Print the listing in full, keeping every line exactly as it is.

MATERIAL PROVIDED START

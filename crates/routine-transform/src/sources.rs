use std::collections::HashSet;

/// Set of source links that remembers first-seen order.
#[derive(Debug, Clone, Default)]
pub struct SourceSet {
    order: Vec<String>,
    seen: HashSet<String>,
}

impl SourceSet {
    pub fn new() -> Self {
        Self::default()
    }

    /// Add a link. Returns `false` if it was already present.
    pub fn insert(&mut self, link: &str) -> bool {
        if self.seen.contains(link) {
            return false;
        }
        self.seen.insert(link.to_string());
        self.order.push(link.to_string());
        true
    }

    pub fn len(&self) -> usize {
        self.order.len()
    }

    pub fn is_empty(&self) -> bool {
        self.order.is_empty()
    }

    pub fn into_vec(self) -> Vec<String> {
        self.order
    }
}

#[cfg(test)]
mod tests {
    use super::*;

    #[test]
    fn keeps_first_seen_order_without_duplicates() {
        let mut sources = SourceSet::new();
        assert!(sources.insert("http://b"));
        assert!(sources.insert("http://a"));
        assert!(!sources.insert("http://b"));
        assert!(sources.insert("http://c"));

        assert_eq!(sources.len(), 3);
        assert_eq!(sources.into_vec(), vec!["http://b", "http://a", "http://c"]);
    }
}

MATERIAL PROVIDED END

### TASK RESULT
filename crates/routine-transform/src/sources.rs
use std::collections::HashSet;

/// Set of source links that remembers first-seen order.
#[derive(Debug, Clone, Default)]
pub struct SourceSet {
    order: Vec<String>,
    seen: HashSet<String>,
}

impl SourceSet {
    pub fn new() -> Self {
        Self::default()
    }

    /// Add a link. Returns `false` if it was already present.
    pub fn insert(&mut self, link: &str) -> bool {
        if self.seen.contains(link) {
            return false;
        }
        self.seen.insert(link.to_string());
        self.order.push(link.to_string());
        true
    }

    pub fn len(&self) -> usize {
        self.order.len()
    }

    pub fn is_empty(&self) -> bool {
        self.order.is_empty()
    }

    pub fn into_vec(self) -> Vec<String> {
        self.order
    }
}

#[cfg(test)]
mod tests {
    use super::*;

    #[test]
    fn keeps_first_seen_order_without_duplicates() {
        let mut sources = SourceSet::new();
        assert!(sources.insert("http://b"));
        assert!(sources.insert("http://a"));
        assert!(!sources.insert("http://b"));
        assert!(sources.insert("http://c"));

        assert_eq!(sources.len(), 3);
        assert_eq!(sources.into_vec(), vec!["http://b", "http://a", "http://c"]);
    }
}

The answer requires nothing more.